=== Work instruction ===
Search each line of the data for the word "RunRequest"; copy every line where it is found.

***** Records shown

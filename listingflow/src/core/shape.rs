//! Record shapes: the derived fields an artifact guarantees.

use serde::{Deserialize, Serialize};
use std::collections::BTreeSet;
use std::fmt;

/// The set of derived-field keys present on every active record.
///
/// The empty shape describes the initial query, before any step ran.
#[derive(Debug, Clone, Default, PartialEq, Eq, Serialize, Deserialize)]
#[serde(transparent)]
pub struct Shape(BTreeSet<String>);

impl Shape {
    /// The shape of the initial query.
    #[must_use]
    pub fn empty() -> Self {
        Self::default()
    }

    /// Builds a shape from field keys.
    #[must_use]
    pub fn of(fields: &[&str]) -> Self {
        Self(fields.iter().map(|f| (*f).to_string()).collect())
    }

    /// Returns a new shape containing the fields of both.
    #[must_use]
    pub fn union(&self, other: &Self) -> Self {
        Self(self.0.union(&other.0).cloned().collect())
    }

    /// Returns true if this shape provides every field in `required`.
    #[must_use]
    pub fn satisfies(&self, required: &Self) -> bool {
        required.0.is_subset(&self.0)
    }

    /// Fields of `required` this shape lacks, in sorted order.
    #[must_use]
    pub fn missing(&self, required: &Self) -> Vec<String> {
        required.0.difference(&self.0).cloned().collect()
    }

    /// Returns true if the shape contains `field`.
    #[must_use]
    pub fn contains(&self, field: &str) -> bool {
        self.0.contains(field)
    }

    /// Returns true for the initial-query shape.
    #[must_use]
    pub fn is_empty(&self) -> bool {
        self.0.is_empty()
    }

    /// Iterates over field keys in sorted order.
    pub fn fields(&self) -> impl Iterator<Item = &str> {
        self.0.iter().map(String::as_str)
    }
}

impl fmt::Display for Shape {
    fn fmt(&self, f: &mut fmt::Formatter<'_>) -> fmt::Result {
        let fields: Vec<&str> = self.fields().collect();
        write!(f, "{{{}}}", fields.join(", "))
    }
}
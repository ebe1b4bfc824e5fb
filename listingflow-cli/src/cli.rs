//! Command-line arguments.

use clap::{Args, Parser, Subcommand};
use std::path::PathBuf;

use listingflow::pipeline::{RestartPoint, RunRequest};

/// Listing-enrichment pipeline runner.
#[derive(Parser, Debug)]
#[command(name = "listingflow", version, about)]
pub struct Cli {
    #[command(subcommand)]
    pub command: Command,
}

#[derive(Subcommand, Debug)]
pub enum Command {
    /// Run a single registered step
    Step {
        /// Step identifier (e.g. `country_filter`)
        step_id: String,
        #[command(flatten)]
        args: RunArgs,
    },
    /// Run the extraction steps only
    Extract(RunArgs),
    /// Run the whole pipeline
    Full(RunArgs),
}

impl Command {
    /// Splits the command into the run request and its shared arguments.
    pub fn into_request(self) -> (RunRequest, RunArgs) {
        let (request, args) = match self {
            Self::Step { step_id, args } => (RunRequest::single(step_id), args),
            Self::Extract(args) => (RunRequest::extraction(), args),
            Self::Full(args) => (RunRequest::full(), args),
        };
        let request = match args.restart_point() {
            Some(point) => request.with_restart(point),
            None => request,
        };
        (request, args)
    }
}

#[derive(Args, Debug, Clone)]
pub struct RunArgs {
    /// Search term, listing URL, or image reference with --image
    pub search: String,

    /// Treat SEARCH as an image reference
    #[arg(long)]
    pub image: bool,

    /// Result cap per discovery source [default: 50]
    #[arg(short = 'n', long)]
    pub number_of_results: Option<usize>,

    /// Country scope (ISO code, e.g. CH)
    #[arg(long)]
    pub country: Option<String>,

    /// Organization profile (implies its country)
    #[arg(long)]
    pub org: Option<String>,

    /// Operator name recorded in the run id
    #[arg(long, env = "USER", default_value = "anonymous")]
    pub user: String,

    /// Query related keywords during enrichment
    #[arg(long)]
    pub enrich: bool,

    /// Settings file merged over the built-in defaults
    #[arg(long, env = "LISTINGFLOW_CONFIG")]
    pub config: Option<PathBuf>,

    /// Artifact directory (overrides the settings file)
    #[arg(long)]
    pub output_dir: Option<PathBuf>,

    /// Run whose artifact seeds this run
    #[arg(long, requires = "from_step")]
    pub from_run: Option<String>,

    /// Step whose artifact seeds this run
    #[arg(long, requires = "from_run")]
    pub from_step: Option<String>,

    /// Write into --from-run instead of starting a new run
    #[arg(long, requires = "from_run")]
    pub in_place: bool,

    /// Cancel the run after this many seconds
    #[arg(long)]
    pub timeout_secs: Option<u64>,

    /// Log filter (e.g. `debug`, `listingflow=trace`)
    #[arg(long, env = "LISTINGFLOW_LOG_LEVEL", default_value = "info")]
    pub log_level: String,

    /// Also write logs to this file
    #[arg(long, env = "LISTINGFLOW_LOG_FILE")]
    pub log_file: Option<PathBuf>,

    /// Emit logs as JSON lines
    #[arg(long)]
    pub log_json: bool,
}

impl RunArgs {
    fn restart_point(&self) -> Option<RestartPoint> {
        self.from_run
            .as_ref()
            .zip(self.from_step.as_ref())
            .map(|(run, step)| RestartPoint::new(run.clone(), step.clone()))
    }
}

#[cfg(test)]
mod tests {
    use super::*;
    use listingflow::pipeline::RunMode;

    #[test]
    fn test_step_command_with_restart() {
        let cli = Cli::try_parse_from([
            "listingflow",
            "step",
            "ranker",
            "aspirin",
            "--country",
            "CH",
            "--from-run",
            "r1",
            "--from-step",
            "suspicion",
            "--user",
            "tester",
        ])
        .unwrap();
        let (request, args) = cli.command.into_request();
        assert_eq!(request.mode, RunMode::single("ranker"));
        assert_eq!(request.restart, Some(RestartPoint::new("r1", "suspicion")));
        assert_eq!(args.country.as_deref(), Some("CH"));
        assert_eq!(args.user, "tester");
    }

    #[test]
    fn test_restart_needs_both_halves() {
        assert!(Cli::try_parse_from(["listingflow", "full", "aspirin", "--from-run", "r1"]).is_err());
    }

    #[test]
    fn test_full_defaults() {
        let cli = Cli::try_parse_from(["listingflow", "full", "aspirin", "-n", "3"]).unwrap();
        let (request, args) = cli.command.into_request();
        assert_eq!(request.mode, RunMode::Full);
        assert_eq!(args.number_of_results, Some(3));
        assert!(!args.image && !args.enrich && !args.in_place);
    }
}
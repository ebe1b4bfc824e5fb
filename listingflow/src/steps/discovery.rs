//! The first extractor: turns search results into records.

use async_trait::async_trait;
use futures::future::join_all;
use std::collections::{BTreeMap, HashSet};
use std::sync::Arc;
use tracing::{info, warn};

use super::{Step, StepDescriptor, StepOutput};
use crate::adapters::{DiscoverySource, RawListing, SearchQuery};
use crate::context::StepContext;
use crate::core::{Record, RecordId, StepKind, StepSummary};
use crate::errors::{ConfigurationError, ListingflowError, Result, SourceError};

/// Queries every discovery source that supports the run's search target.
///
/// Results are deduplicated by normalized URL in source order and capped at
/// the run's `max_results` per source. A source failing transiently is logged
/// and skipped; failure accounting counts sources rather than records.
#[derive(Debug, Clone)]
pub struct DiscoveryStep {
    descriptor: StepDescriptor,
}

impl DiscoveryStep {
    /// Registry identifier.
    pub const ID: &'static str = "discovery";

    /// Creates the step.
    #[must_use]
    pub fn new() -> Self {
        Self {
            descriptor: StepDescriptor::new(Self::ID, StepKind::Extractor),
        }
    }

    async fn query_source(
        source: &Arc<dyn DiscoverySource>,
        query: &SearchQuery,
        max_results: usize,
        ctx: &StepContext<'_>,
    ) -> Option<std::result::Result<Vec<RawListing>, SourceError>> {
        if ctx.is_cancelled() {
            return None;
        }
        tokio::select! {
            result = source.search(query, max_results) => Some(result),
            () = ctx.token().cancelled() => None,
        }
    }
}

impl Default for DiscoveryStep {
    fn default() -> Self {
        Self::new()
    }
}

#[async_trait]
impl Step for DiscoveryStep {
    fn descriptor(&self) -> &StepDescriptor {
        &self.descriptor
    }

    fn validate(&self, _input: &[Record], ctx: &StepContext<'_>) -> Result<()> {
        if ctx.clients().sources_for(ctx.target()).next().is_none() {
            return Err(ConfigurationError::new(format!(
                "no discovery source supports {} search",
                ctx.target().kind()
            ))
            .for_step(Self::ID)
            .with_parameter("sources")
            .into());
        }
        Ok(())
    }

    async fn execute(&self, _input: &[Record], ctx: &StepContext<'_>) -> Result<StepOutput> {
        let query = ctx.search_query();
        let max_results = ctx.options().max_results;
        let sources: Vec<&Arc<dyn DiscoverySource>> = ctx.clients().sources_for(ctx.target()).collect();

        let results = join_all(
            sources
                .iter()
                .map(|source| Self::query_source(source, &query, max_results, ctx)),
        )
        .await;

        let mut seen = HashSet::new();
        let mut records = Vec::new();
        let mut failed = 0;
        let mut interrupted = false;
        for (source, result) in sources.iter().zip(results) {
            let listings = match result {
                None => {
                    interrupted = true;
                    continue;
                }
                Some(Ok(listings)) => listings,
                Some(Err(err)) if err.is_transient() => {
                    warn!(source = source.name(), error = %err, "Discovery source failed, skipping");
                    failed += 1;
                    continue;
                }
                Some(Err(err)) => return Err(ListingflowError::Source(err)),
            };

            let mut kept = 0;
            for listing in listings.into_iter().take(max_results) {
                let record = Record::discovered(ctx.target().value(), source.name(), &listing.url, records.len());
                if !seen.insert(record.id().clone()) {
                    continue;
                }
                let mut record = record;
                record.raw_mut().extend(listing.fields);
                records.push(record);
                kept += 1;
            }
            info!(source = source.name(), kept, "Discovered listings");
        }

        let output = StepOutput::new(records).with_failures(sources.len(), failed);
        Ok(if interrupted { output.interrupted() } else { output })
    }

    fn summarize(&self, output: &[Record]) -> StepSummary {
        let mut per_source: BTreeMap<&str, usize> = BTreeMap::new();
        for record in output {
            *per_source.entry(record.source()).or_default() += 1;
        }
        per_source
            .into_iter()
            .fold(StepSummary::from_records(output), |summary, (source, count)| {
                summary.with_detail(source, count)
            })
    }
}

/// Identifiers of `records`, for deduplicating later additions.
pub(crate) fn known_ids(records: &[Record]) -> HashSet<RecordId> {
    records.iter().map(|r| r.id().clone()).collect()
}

**********

=== Solution for this exercise ===
use listingflow::pipeline::{RestartPoint, RunRequest};
    pub fn into_request(self) -> (RunRequest, RunArgs) {
            Self::Step { step_id, args } => (RunRequest::single(step_id), args),
            Self::Extract(args) => (RunRequest::extraction(), args),
            Self::Full(args) => (RunRequest::full(), args),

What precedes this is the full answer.